### TASK BRIEF
In full and unaltered, output the records below.

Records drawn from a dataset
● ● ●

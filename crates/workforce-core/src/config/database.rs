//! Database configuration.

use serde::{Deserialize, Serialize};

/// Which persistence backend the server wires up.
#[derive(Debug, Clone, Copy, Default, PartialEq, Eq, Serialize, Deserialize)]
#[serde(rename_all = "lowercase")]
pub enum DatabaseProvider {
    /// PostgreSQL through an sqlx pool.
    #[default]
    Postgres,
    /// Process-local store; data is lost on restart.
    Memory,
}

/// Database connection pool configuration.
#[derive(Debug, Clone, Serialize, Deserialize)]
pub struct DatabaseConfig {
    /// Backend selection.
    #[serde(default)]
    pub provider: DatabaseProvider,
    /// PostgreSQL connection URL.
    #[serde(default)]
    pub url: String,
    /// Maximum number of connections in the pool.
    #[serde(default = "default_max_connections")]
    pub max_connections: u32,
    /// Minimum number of connections in the pool.
    #[serde(default = "default_min_connections")]
    pub min_connections: u32,
    /// Connection timeout in seconds.
    #[serde(default = "default_connect_timeout")]
    pub connect_timeout_seconds: u64,
    /// Idle connection timeout in seconds.
    #[serde(default = "default_idle_timeout")]
    pub idle_timeout_seconds: u64,
    /// Run pending migrations on server start.
    #[serde(default = "default_auto_migrate")]
    pub auto_migrate: bool,
}

impl Default for DatabaseConfig {
    fn default() -> Self {
        Self {
            provider: DatabaseProvider::default(),
            url: String::new(),
            max_connections: default_max_connections(),
            min_connections: default_min_connections(),
            connect_timeout_seconds: default_connect_timeout(),
            idle_timeout_seconds: default_idle_timeout(),
            auto_migrate: default_auto_migrate(),
        }
    }
}

fn default_max_connections() -> u32 {
    10
}

fn default_min_connections() -> u32 {
    1
}

fn default_connect_timeout() -> u64 {
    10
}

fn default_idle_timeout() -> u64 {
    300
}

fn default_auto_migrate() -> bool {
    true
}
//! Password change for the signed-in account.

use std::sync::Arc;

use tracing::{info, warn};

use workforce_auth::password::{PasswordHasher, PasswordValidator};
use workforce_core::error::AppError;
use workforce_database::repositories::AccountRepository;

use crate::context::RequestContext;

/// Self-service account settings.
#[derive(Clone)]
pub struct SettingService {
    accounts: Arc<dyn AccountRepository>,
    hasher: Arc<PasswordHasher>,
    validator: Arc<PasswordValidator>,
}

impl std::fmt::Debug for SettingService {
    fn fmt(&self, f: &mut std::fmt::Formatter<'_>) -> std::fmt::Result {
        f.debug_struct("SettingService").finish_non_exhaustive()
    }
}

impl SettingService {
    /// Creates a new settings service.
    pub fn new(
        accounts: Arc<dyn AccountRepository>,
        hasher: Arc<PasswordHasher>,
        validator: Arc<PasswordValidator>,
    ) -> Self {
        Self {
            accounts,
            hasher,
            validator,
        }
    }

    /// Replace the caller's password after checking the current one.
    ///
    /// Issued tokens stay valid until they expire.
    pub async fn change_password(
        &self,
        ctx: &RequestContext,
        old_password: &str,
        new_password: &str,
    ) -> Result<(), AppError> {
        let account = self
            .accounts
            .find_by_id(ctx.account_id)
            .await?
            .ok_or_else(|| AppError::unknown_account("Account no longer exists"))?;

        if !self
            .hasher
            .verify(old_password, &account.password_hash)
            .await?
        {
            warn!(account_id = %account.id, "Password change rejected: wrong current password");
            return Err(AppError::invalid_credentials());
        }

        self.validator.validate_not_same(old_password, new_password)?;
        self.validator
            .validate(new_password, &[&account.email, &account.name])?;

        let hash = self.hasher.hash(new_password).await?;
        self.accounts.update_password(account.id, &hash).await?;
        info!(account_id = %account.id, "Password changed");
        Ok(())
    }
}

#[cfg(test)]
mod tests {
    use workforce_core::ErrorKind;
    use workforce_entity::account::Role;

    use crate::context::RequestContext;
    use crate::testing::{Fixture, STRONG_PASSWORD};

    const NEXT_PASSWORD: &str = "Tm4$wQz8!kNe3Y";

    #[tokio::test]
    async fn test_change_then_login_with_new_password() {
        let fx = Fixture::new();
        let account = fx.account("alice@example.com", Role::Employee).await;
        let ctx = RequestContext::new(&account.identity());

        fx.settings
            .change_password(&ctx, STRONG_PASSWORD, NEXT_PASSWORD)
            .await
            .unwrap();

        assert!(
            fx.auth
                .authenticate("alice@example.com", NEXT_PASSWORD)
                .await
                .is_ok()
        );
        let err = fx
            .auth
            .authenticate("alice@example.com", STRONG_PASSWORD)
            .await
            .unwrap_err();
        assert_eq!(err.kind, ErrorKind::InvalidCredentials);
    }

    #[tokio::test]
    async fn test_wrong_current_same_and_weak() {
        let fx = Fixture::new();
        let account = fx.account("alice@example.com", Role::Employee).await;
        let ctx = RequestContext::new(&account.identity());

        let err = fx
            .settings
            .change_password(&ctx, "Wrong-guess-99", NEXT_PASSWORD)
            .await
            .unwrap_err();
        assert_eq!(err.kind, ErrorKind::InvalidCredentials);

        let err = fx
            .settings
            .change_password(&ctx, STRONG_PASSWORD, STRONG_PASSWORD)
            .await
            .unwrap_err();
        assert_eq!(err.kind, ErrorKind::Validation);

        let err = fx
            .settings
            .change_password(&ctx, STRONG_PASSWORD, "short1")
            .await
            .unwrap_err();
        assert_eq!(err.kind, ErrorKind::Validation);
    }

    #[tokio::test]
    async fn test_unknown_account() {
        let fx = Fixture::new();
        let account = fx.account("alice@example.com", Role::Employee).await;
        let mut ctx = RequestContext::new(&account.identity());
        ctx.account_id = workforce_core::types::AccountId::new();

        let err = fx
            .settings
            .change_password(&ctx, STRONG_PASSWORD, NEXT_PASSWORD)
            .await
            .unwrap_err();
        assert_eq!(err.kind, ErrorKind::UnknownAccount);
    }
}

● ● ●

### TASK RESPONSE
filename crates/workforce-core/src/config/database.rs
//! Database configuration.

use serde::{Deserialize, Serialize};

/// Which persistence backend the server wires up.
#[derive(Debug, Clone, Copy, Default, PartialEq, Eq, Serialize, Deserialize)]
#[serde(rename_all = "lowercase")]
pub enum DatabaseProvider {
    /// PostgreSQL through an sqlx pool.
    #[default]
    Postgres,
    /// Process-local store; data is lost on restart.
    Memory,
}

/// Database connection pool configuration.
#[derive(Debug, Clone, Serialize, Deserialize)]
pub struct DatabaseConfig {
    /// Backend selection.
    #[serde(default)]
    pub provider: DatabaseProvider,
    /// PostgreSQL connection URL.
    #[serde(default)]
    pub url: String,
    /// Maximum number of connections in the pool.
    #[serde(default = "default_max_connections")]
    pub max_connections: u32,
    /// Minimum number of connections in the pool.
    #[serde(default = "default_min_connections")]
    pub min_connections: u32,
    /// Connection timeout in seconds.
    #[serde(default = "default_connect_timeout")]
    pub connect_timeout_seconds: u64,
    /// Idle connection timeout in seconds.
    #[serde(default = "default_idle_timeout")]
    pub idle_timeout_seconds: u64,
    /// Run pending migrations on server start.
    #[serde(default = "default_auto_migrate")]
    pub auto_migrate: bool,
}

impl Default for DatabaseConfig {
    fn default() -> Self {
        Self {
            provider: DatabaseProvider::default(),
            url: String::new(),
            max_connections: default_max_connections(),
            min_connections: default_min_connections(),
            connect_timeout_seconds: default_connect_timeout(),
            idle_timeout_seconds: default_idle_timeout(),
            auto_migrate: default_auto_migrate(),
        }
    }
}

fn default_max_connections() -> u32 {
    10
}

fn default_min_connections() -> u32 {
    1
}

fn default_connect_timeout() -> u64 {
    10
}

fn default_idle_timeout() -> u64 {
    300
}

fn default_auto_migrate() -> bool {
    true
}
//! Password change for the signed-in account.

use std::sync::Arc;

use tracing::{info, warn};

use workforce_auth::password::{PasswordHasher, PasswordValidator};
use workforce_core::error::AppError;
use workforce_database::repositories::AccountRepository;

use crate::context::RequestContext;

/// Self-service account settings.
#[derive(Clone)]
pub struct SettingService {
    accounts: Arc<dyn AccountRepository>,
    hasher: Arc<PasswordHasher>,
    validator: Arc<PasswordValidator>,
}

impl std::fmt::Debug for SettingService {
    fn fmt(&self, f: &mut std::fmt::Formatter<'_>) -> std::fmt::Result {
        f.debug_struct("SettingService").finish_non_exhaustive()
    }
}

impl SettingService {
    /// Creates a new settings service.
    pub fn new(
        accounts: Arc<dyn AccountRepository>,
        hasher: Arc<PasswordHasher>,
        validator: Arc<PasswordValidator>,
    ) -> Self {
        Self {
            accounts,
            hasher,
            validator,
        }
    }

    /// Replace the caller's password after checking the current one.
    ///
    /// Issued tokens stay valid until they expire.
    pub async fn change_password(
        &self,
        ctx: &RequestContext,
        old_password: &str,
        new_password: &str,
    ) -> Result<(), AppError> {
        let account = self
            .accounts
            .find_by_id(ctx.account_id)
            .await?
            .ok_or_else(|| AppError::unknown_account("Account no longer exists"))?;

        if !self
            .hasher
            .verify(old_password, &account.password_hash)
            .await?
        {
            warn!(account_id = %account.id, "Password change rejected: wrong current password");
            return Err(AppError::invalid_credentials());
        }

        self.validator.validate_not_same(old_password, new_password)?;
        self.validator
            .validate(new_password, &[&account.email, &account.name])?;

        let hash = self.hasher.hash(new_password).await?;
        self.accounts.update_password(account.id, &hash).await?;
        info!(account_id = %account.id, "Password changed");
        Ok(())
    }
}

#[cfg(test)]
mod tests {
    use workforce_core::ErrorKind;
    use workforce_entity::account::Role;

    use crate::context::RequestContext;
    use crate::testing::{Fixture, STRONG_PASSWORD};

    const NEXT_PASSWORD: &str = "Tm4$wQz8!kNe3Y";

    #[tokio::test]
    async fn test_change_then_login_with_new_password() {
        let fx = Fixture::new();
        let account = fx.account("alice@example.com", Role::Employee).await;
        let ctx = RequestContext::new(&account.identity());

        fx.settings
            .change_password(&ctx, STRONG_PASSWORD, NEXT_PASSWORD)
            .await
            .unwrap();

        assert!(
            fx.auth
                .authenticate("alice@example.com", NEXT_PASSWORD)
                .await
                .is_ok()
        );
        let err = fx
            .auth
            .authenticate("alice@example.com", STRONG_PASSWORD)
            .await
            .unwrap_err();
        assert_eq!(err.kind, ErrorKind::InvalidCredentials);
    }

    #[tokio::test]
    async fn test_wrong_current_same_and_weak() {
        let fx = Fixture::new();
        let account = fx.account("alice@example.com", Role::Employee).await;
        let ctx = RequestContext::new(&account.identity());

        let err = fx
            .settings
            .change_password(&ctx, "Wrong-guess-99", NEXT_PASSWORD)
            .await
            .unwrap_err();
        assert_eq!(err.kind, ErrorKind::InvalidCredentials);

        let err = fx
            .settings
            .change_password(&ctx, STRONG_PASSWORD, STRONG_PASSWORD)
            .await
            .unwrap_err();
        assert_eq!(err.kind, ErrorKind::Validation);

        let err = fx
            .settings
            .change_password(&ctx, STRONG_PASSWORD, "short1")
            .await
            .unwrap_err();
        assert_eq!(err.kind, ErrorKind::Validation);
    }

    #[tokio::test]
    async fn test_unknown_account() {
        let fx = Fixture::new();
        let account = fx.account("alice@example.com", Role::Employee).await;
        let mut ctx = RequestContext::new(&account.identity());
        ctx.account_id = workforce_core::types::AccountId::new();

        let err = fx
            .settings
            .change_password(&ctx, STRONG_PASSWORD, NEXT_PASSWORD)
            .await
            .unwrap_err();
        assert_eq!(err.kind, ErrorKind::UnknownAccount);
    }
}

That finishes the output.